La otra vía de distensión que se ha puesto sobre la mesa es la reforma del Código Penal para reconsiderar el delito de sedición y las penas que acarrea. Como es conocido, aunque el Tribunal Constitucional ha convalidado la sentencia impuesta por el Tribunal Supremo a los procesados del 1-O —penas exorbitantes, insisto—, los magistrados José Antonio Xiol y María Luisa Balaguer emitieron votos particulares en los que consideraban desproporcionadas las sanciones.
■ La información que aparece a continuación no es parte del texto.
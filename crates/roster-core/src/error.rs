//! Unified error types for roster

use thiserror::Error;

/// Unified error type for all roster operations
#[derive(Error, Debug)]
pub enum RosterError {
    // Branch-local errors (recovered inside the branch)
    #[error("Decomposition failed: {0}")]
    Decomposition(String),

    #[error("Matching failed: {0}")]
    Matching(String),

    #[error("Assembly failed: {0}")]
    Assembly(String),

    // Engine-local errors (surfaced to the caller)
    #[error("Recursion limit of {limit} turns exceeded")]
    RecursionLimitExceeded { limit: usize },

    #[error("Thread {0} has no pending interrupt")]
    NoPendingInterrupt(String),

    #[error("Interrupt {interrupt_id} is not pending on thread {thread_id}")]
    StaleInterrupt {
        thread_id: String,
        interrupt_id: String,
    },

    #[error("Thread {thread_id} has {} pending interrupts; name one of: {}", .pending.len(), .pending.join(", "))]
    AmbiguousInterrupt {
        thread_id: String,
        pending: Vec<String>,
    },

    #[error("Checkpoint write failed: {0}")]
    CheckpointWrite(String),

    #[error("Checkpoint conflict on thread {thread_id}: expected version {expected:?}, found {found:?}")]
    CheckpointConflict {
        thread_id: String,
        expected: Option<u64>,
        found: Option<u64>,
    },

    #[error("Thread not found: {0}")]
    ThreadNotFound(String),

    // Collaborator errors
    #[error("API error: {0}")]
    Api(String),

    #[error("API limit: {0}")]
    ApiLimit(String),

    #[error("Authentication error: {0}")]
    Auth(String),

    #[error("Catalog error: {0}")]
    Catalog(String),

    #[error("Capability invocation failed: {0}")]
    Capability(String),

    // Configuration
    #[error("Configuration error: {0}")]
    Config(String),

    // I/O errors
    #[error("I/O error: {0}")]
    Io(#[from] std::io::Error),

    #[error("Serialization error: {0}")]
    Serialization(#[from] serde_json::Error),

    // Generic
    #[error("{0}")]
    Other(String),
}

/// Result type alias using RosterError
pub type Result<T> = std::result::Result<T, RosterError>;
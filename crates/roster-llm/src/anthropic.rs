//! Anthropic Messages API client
//!
//! Each call sends the full accumulated history. Conversation state lives in
//! the caller (and in checkpoints), never in the client.

use crate::auth;
use crate::circuit_breaker::CircuitBreaker;
use crate::model::LanguageModel;
use crate::types::{AnthropicRequest, AnthropicResponse, CompletionRequest, Model, ModelReply};
use async_trait::async_trait;
use roster_core::{Result, RosterError};
use std::sync::Arc;
use std::time::Duration;
use tracing::instrument;

const ANTHROPIC_API_URL: &str = "https://api.anthropic.com/v1/messages";
const ANTHROPIC_VERSION: &str = "2023-06-01";
const DEFAULT_MAX_TOKENS: usize = 8192;

// Rate limit retry configuration
const MAX_RETRIES: u32 = 5;
const INITIAL_BACKOFF_SECS: u64 = 2;
const MAX_BACKOFF_SECS: u64 = 60;

/// Anthropic implementation of [`LanguageModel`]
#[derive(Debug, Clone)]
pub struct AnthropicModel {
    model: Model,
    max_tokens: usize,
    api_key: String,
    api_url: String,
    http: reqwest::Client,
    breaker: Arc<CircuitBreaker>,
}

impl AnthropicModel {
    /// Create a client with an explicit API key
    pub fn new(model: Model, api_key: impl Into<String>) -> Self {
        Self {
            model,
            max_tokens: DEFAULT_MAX_TOKENS,
            api_key: api_key.into(),
            api_url: ANTHROPIC_API_URL.to_string(),
            http: reqwest::Client::new(),
            breaker: Arc::new(CircuitBreaker::default()),
        }
    }

    /// Create a client reading the key from `api_key_env`
    pub fn from_env(model: Model, api_key_env: &str) -> Result<Self> {
        Ok(Self::new(model, auth::get_auth_token(api_key_env)?))
    }

    /// Set max tokens for responses
    pub fn with_max_tokens(mut self, max_tokens: usize) -> Self {
        self.max_tokens = max_tokens;
        self
    }

    /// Point the client at a different endpoint (proxies, test servers)
    pub fn with_api_url(mut self, api_url: impl Into<String>) -> Self {
        self.api_url = api_url.into();
        self
    }

    pub fn model(&self) -> Model {
        self.model
    }

    fn circuit_open_error(&self) -> RosterError {
        RosterError::ApiLimit(format!(
            "Circuit breaker is OPEN - too many API failures. Wait {} seconds before retry.",
            self.breaker.time_until_retry() / 1000
        ))
    }
}

#[async_trait]
impl LanguageModel for AnthropicModel {
    #[instrument(skip(self, request), fields(tag = %request.tag, model = %self.model, messages = request.messages.len()))]
    async fn complete(&self, request: &CompletionRequest) -> Result<ModelReply> {
        // Check circuit breaker before attempting API call
        if !self.breaker.can_execute() {
            return Err(self.circuit_open_error());
        }

        let body = AnthropicRequest {
            model: self.model.api_name().to_string(),
            max_tokens: self.max_tokens,
            system: &request.system,
            messages: &request.messages,
            tools: &request.tools,
        };

        // Retry loop with exponential backoff for rate limits
        let mut retries = 0;
        let mut backoff_secs = INITIAL_BACKOFF_SECS;

        loop {
            tracing::debug!("Sending request to Anthropic API (attempt {})", retries + 1);

            let response = self
                .http
                .post(&self.api_url)
                .header("x-api-key", &self.api_key)
                .header("anthropic-version", ANTHROPIC_VERSION)
                .header("content-type", "application/json")
                .json(&body)
                .send()
                .await
                .map_err(|e| RosterError::Api(format!("Failed to send request: {}", e)))?;

            let status = response.status();

            // Handle rate limit (429) with retry
            if status.as_u16() == 429 {
                retries += 1;

                if retries > MAX_RETRIES {
                    let error_text = response
                        .text()
                        .await
                        .unwrap_or_else(|_| "Unknown".to_string());
                    return Err(RosterError::ApiLimit(format!(
                        "Rate limit exceeded after {} retries. Last error: {}",
                        MAX_RETRIES, error_text
                    )));
                }

                // Parse retry-after header if present, otherwise use exponential backoff
                let wait_secs = response
                    .headers()
                    .get("retry-after")
                    .and_then(|v| v.to_str().ok())
                    .and_then(|s| s.parse::<u64>().ok())
                    .unwrap_or(backoff_secs);

                tracing::warn!(
                    "Rate limited (429). Waiting {} seconds before retry {}/{}",
                    wait_secs,
                    retries,
                    MAX_RETRIES
                );

                tokio::time::sleep(Duration::from_secs(wait_secs)).await;
                backoff_secs = (backoff_secs * 2).min(MAX_BACKOFF_SECS);
                continue;
            }

            if !status.is_success() {
                let error_text = response
                    .text()
                    .await
                    .unwrap_or_else(|_| "Unknown".to_string());

                // Retry on 5xx errors
                if status.is_server_error() && retries < MAX_RETRIES {
                    retries += 1;
                    tracing::warn!(
                        "Server error ({}). Waiting {} seconds before retry {}/{}",
                        status,
                        backoff_secs,
                        retries,
                        MAX_RETRIES
                    );
                    tokio::time::sleep(Duration::from_secs(backoff_secs)).await;
                    backoff_secs = (backoff_secs * 2).min(MAX_BACKOFF_SECS);
                    continue;
                }

                self.breaker.record_failure();
                tracing::error!(
                    "Circuit breaker: recorded failure (count: {})",
                    self.breaker.failure_count()
                );

                return Err(RosterError::Api(format!(
                    "Anthropic API error {}: {}",
                    status, error_text
                )));
            }

            let parsed: AnthropicResponse = response
                .json()
                .await
                .map_err(|e| RosterError::Api(format!("Failed to parse response: {}", e)))?;

            if parsed.content.is_empty() {
                return Err(RosterError::Api("No content in response".to_string()));
            }

            self.breaker.record_success();

            if let Some(ref usage) = parsed.usage {
                tracing::info!(
                    "Completion for {} done ({} input tokens, {} output tokens, stop: {:?})",
                    request.tag,
                    usage.input_tokens,
                    usage.output_tokens,
                    parsed.stop_reason
                );
            }

            return Ok(ModelReply {
                content: parsed.content,
                stop_reason: parsed.stop_reason,
                usage: parsed.usage,
            });
        }
    }

    fn name(&self) -> &str {
        self.model.api_name()
    }
}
Dicho voto particular podría servir de argumento a los reformadores del Código Penal —Justicia ya está trabajando en un proyecto de ley— e incluso influir en una sentencia del Tribunal de Estrasburgo, que ya desmontó en su día la ‘doctrina Parot’, con la que podría establecerse alguna analogía. De cualquier modo, la reforma del CP, que obligaría la Supremo a recalcular las penas, se desarrollaría mediante un proceso largo de final indeterminado, dentro de varios años, más allá incluso de la actual legislatura.

La solución real estriba en una combinación de una clara rectificación del soberanismo, que no puede pretender que en el contexto occidental se produzca un referéndum de autodeterminación —y que nadie ponga el ejemplo del Reino Unido, que es singular y excepcional—, con la aplicación prudente de medidas de gracia que acorten la sanción de los condenados. Si no se ve así y se opta por las demandas desaforadas, el problema, sencillamente, podrá dejar de tener solución pacífica. Los indultos son una medida valiente, y la determinación de aplicarlos, arriesgada y costosa. Nadie entendería que este sacrificio socialista no reviera del otro lado la disposición a recoger el guante y emprender una honrada y posibilista negociación.

Nota bene: el argumento sugerido por el Supremo de que el Gobierno podría tener interés directo en los indultos (serían autoindultos) porque sus beneficiarios contribuyen a su estabilidad parlamentaria es una falacia. El actual gobierno de coalición PSOE-UP no necesita a los nacionalistas para mantenerse hasta las elecciones porque no existe una opción alternativa capaz de presentar una moción de censura exitosa. El Gobierno Sánchez podrá sacar adelante más o menos iniciativas parlamentarias según los apoyos que reciba en cada caso, pero su estabilidad y perdurabilidad no peligra en absoluto.